United States v. Lovato, No. 18-1468

Decision Date27 February 2020
Docket NumberNo. 18-1468
Citation950 F.3d 1337
Parties UNITED STATES of America, Plaintiff - Appellee, v. Daniel LOVATO, Defendant - Appellant.
CourtU.S. Court of Appeals — Tenth Circuit

John C. Arceci, Assistant Federal Public Defender (Shira Kieval, Assistant Federal Public Defender, and Virginia L. Grady, Federal Public Defendant, on the briefs), Office of the Federal Public Defender for the Districts of Colorado and Wyoming, Denver, CO, for the Appellant Daniel Lovato.

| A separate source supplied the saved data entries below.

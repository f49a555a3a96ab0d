// SPDX-FileCopyrightText: 2026 Bruno Meilick
// SPDX-License-Identifier: LicenseRef-Scopedeck-FreeUse-NoCopy-NoDerivatives
//
// All rights reserved.
//
// This file is part of Scopedeck and is proprietary software.
// Unauthorized copying, modification, or distribution is prohibited.

use std::fmt;
use std::sync::{Arc, Weak};

use smallvec::SmallVec;

use super::ids::{NameError, ScopeName};

/// Upper bound for any upstream walk. Real hierarchies are four levels deep.
pub const MAX_SCOPE_DEPTH: usize = 64;

/// Discriminant of a [`ScopeKind`], used for dispatch tables and messages.
#[derive(Debug, Clone, Copy, PartialEq, Eq, Hash, PartialOrd, Ord)]
pub enum ScopeVariant {
    Entrance,
    Project,
    Asset,
    Task,
}

impl ScopeVariant {
    /// The only child variant a scope of this variant may own.
    pub fn expected_child(self) -> Option<ScopeVariant> {
        match self {
            Self::Entrance => Some(Self::Project),
            Self::Project => Some(Self::Asset),
            Self::Asset => Some(Self::Task),
            Self::Task => None,
        }
    }

    pub fn label(self) -> &'static str {
        match self {
            Self::Entrance => "entrance",
            Self::Project => "project",
            Self::Asset => "asset",
            Self::Task => "task",
        }
    }
}

impl fmt::Display for ScopeVariant {
    fn fmt(&self, f: &mut fmt::Formatter<'_>) -> fmt::Result {
        f.write_str(self.label())
    }
}

#[derive(Debug, Clone, PartialEq, Eq)]
pub struct EntranceScope {
    pub backend: String,
}

#[derive(Debug, Clone, Default, PartialEq, Eq)]
pub struct ProjectScope {
    /// Membership roles of the current user. Empty means "open to everyone".
    pub roles: Vec<String>,
    pub is_active: bool,
    pub tasks: Vec<String>,
}

#[derive(Debug, Clone, Default, PartialEq, Eq)]
pub struct AssetScope {
    /// Name of the asset this one is nested under in the asset tree.
    pub visual_parent: Option<ScopeName>,
    pub is_hidden: bool,
    pub is_silo: bool,
    pub tasks: Vec<String>,
}

#[derive(Debug, Clone, PartialEq, Eq)]
pub enum ScopeKind {
    Entrance(EntranceScope),
    Project(ProjectScope),
    Asset(AssetScope),
    Task,
}

impl ScopeKind {
    pub fn variant(&self) -> ScopeVariant {
        match self {
            Self::Entrance(_) => ScopeVariant::Entrance,
            Self::Project(_) => ScopeVariant::Project,
            Self::Asset(_) => ScopeVariant::Asset,
            Self::Task => ScopeVariant::Task,
        }
    }
}

/// A node in the navigable hierarchy.
///
/// Scopes are handed around as `Arc<Scope>`. Each node keeps only a weak
/// reference to its upstream, so whoever displays a scope is expected to keep
/// its ancestors alive (see [`ScopePath`]).
#[derive(Debug)]
pub struct Scope {
    name: ScopeName,
    upstream: Option<Weak<Scope>>,
    kind: ScopeKind,
}

impl Scope {
    pub fn entrance(name: ScopeName, backend: impl Into<String>) -> Arc<Self> {
        Arc::new(Self {
            name,
            upstream: None,
            kind: ScopeKind::Entrance(EntranceScope {
                backend: backend.into(),
            }),
        })
    }

    /// Creates a child of `parent`.
    ///
    /// The child variant must be the one `parent` expects; upstream links are
    /// fixed at construction, which keeps the hierarchy acyclic.
    pub fn child(
        parent: &Arc<Scope>,
        name: ScopeName,
        kind: ScopeKind,
    ) -> Result<Arc<Self>, ScopeError> {
        let parent_variant = parent.variant();
        let child_variant = kind.variant();
        if parent_variant.expected_child() != Some(child_variant) {
            return Err(ScopeError::UnexpectedChild {
                parent: parent_variant,
                child: child_variant,
            });
        }

        Ok(Arc::new(Self {
            name,
            upstream: Some(Arc::downgrade(parent)),
            kind,
        }))
    }

    pub fn name(&self) -> &ScopeName {
        &self.name
    }

    pub fn kind(&self) -> &ScopeKind {
        &self.kind
    }

    pub fn variant(&self) -> ScopeVariant {
        self.kind.variant()
    }

    pub fn upstream(&self) -> Option<Arc<Scope>> {
        self.upstream.as_ref().and_then(Weak::upgrade)
    }

    pub fn is_entrance(&self) -> bool {
        self.upstream.is_none()
    }

    pub fn has_children(&self) -> bool {
        self.variant().expected_child().is_some()
    }

    pub fn is_leaf(&self) -> bool {
        !self.has_children()
    }

    /// Tasks offered by a project or an asset. Other variants have none.
    pub fn tasks(&self) -> &[String] {
        match &self.kind {
            ScopeKind::Project(project) => &project.tasks,
            ScopeKind::Asset(asset) => &asset.tasks,
            ScopeKind::Entrance(_) | ScopeKind::Task => &[],
        }
    }

    /// Number of upstream hops to the root, bounded by [`MAX_SCOPE_DEPTH`].
    pub fn depth(&self) -> usize {
        let mut depth = 0;
        let mut cursor = self.upstream();
        while let Some(scope) = cursor {
            depth += 1;
            if depth >= MAX_SCOPE_DEPTH {
                break;
            }
            cursor = scope.upstream();
        }
        depth
    }

    /// Root-first names of every live scope above and including this one.
    pub fn display_path(&self) -> String {
        let mut names = vec![self.name.as_str().to_owned()];
        let mut cursor = self.upstream();
        while let Some(scope) = cursor {
            if names.len() >= MAX_SCOPE_DEPTH {
                break;
            }
            names.push(scope.name.as_str().to_owned());
            cursor = scope.upstream();
        }
        names.reverse();
        names.join("/")
    }

    /// Whether two handles point at the same hierarchy position.
    pub fn same_position(&self, other: &Scope) -> bool {
        self.variant() == other.variant() && self.display_path() == other.display_path()
    }
}

impl PartialEq for Scope {
    fn eq(&self, other: &Self) -> bool {
        self.kind == other.kind && self.same_position(other)
    }
}

impl fmt::Display for Scope {
    fn fmt(&self, f: &mut fmt::Formatter<'_>) -> fmt::Result {
        write!(f, "{} {}", self.variant(), self.display_path())
    }
}

/// Strong handles for a scope and all of its ancestors, root first.
#[derive(Debug, Clone)]
pub struct ScopePath {
    chain: SmallVec<[Arc<Scope>; 4]>,
}

impl ScopePath {
    pub fn of(scope: &Arc<Scope>) -> Self {
        let mut chain = SmallVec::<[Arc<Scope>; 4]>::new();
        chain.push(Arc::clone(scope));
        let mut cursor = scope.upstream();
        while let Some(next) = cursor {
            if chain.len() >= MAX_SCOPE_DEPTH {
                break;
            }
            cursor = next.upstream();
            chain.push(next);
        }
        chain.reverse();
        Self { chain }
    }

    pub fn root(&self) -> &Arc<Scope> {
        &self.chain[0]
    }

    pub fn leaf(&self) -> &Arc<Scope> {
        &self.chain[self.chain.len() - 1]
    }

    pub fn len(&self) -> usize {
        self.chain.len()
    }

    pub fn is_empty(&self) -> bool {
        self.chain.is_empty()
    }

    pub fn iter(&self) -> impl Iterator<Item = &Arc<Scope>> {
        self.chain.iter()
    }

    /// The closest scope of `variant` on this path.
    pub fn find(&self, variant: ScopeVariant) -> Option<&Arc<Scope>> {
        self.chain.iter().rev().find(|scope| scope.variant() == variant)
    }
}

#[derive(Debug, Clone, PartialEq, Eq)]
pub enum ScopeError {
    InvalidName(NameError),
    UnexpectedChild {
        parent: ScopeVariant,
        child: ScopeVariant,
    },
}

impl fmt::Display for ScopeError {
    fn fmt(&self, f: &mut fmt::Formatter<'_>) -> fmt::Result {
        match self {
            Self::InvalidName(err) => write!(f, "invalid scope name: {err}"),
            Self::UnexpectedChild { parent, child } => {
                write!(f, "a {parent} scope cannot own a {child} scope")
            }
        }
    }
}

impl std::error::Error for ScopeError {}

impl From<NameError> for ScopeError {
    fn from(value: NameError) -> Self {
        Self::InvalidName(value)
    }
}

Paul Farley, Assistant United States Attorney (Jason R. Dunn, United States Attorney, with him on the brief), Office of the United States Attorney for the District of Colorado, Denver, CO, for the Appellee.

Before BACHARACH, KELLY, and CARSON, Circuit Judges.

CARSON, Circuit Judge.

This action arose out of the district court’s admission of a 911 call under the present sense impression exception to the rule against hearsay. Defendant Daniel Lovato ("Defendant") alleges that, in doing so, the district court abused its discretion.1 Following admission of the 911 call, a jury convicted Defendant of two counts of being a felon in possession of a firearm or ammunition. The district court merged the two counts of conviction, and sentenced Defendant to 100 months’ imprisonment followed by three years of supervised release. We exercise jurisdiction under 28 U.S.C. § 1291 and affirm Defendant’s conviction.

I.

On March 3, 2018, a man called 911 to report that he witnessed two men in a Honda shoot at another car. The caller followed the Honda and dialed 911 within "two to three minutes" of observing the gunfire.2 During the approximately thirteen-minute 911 call, the caller discussed the shooting, his continuing observations of the Honda and its occupants, and his safety, often in response to the 911 operator’s questions.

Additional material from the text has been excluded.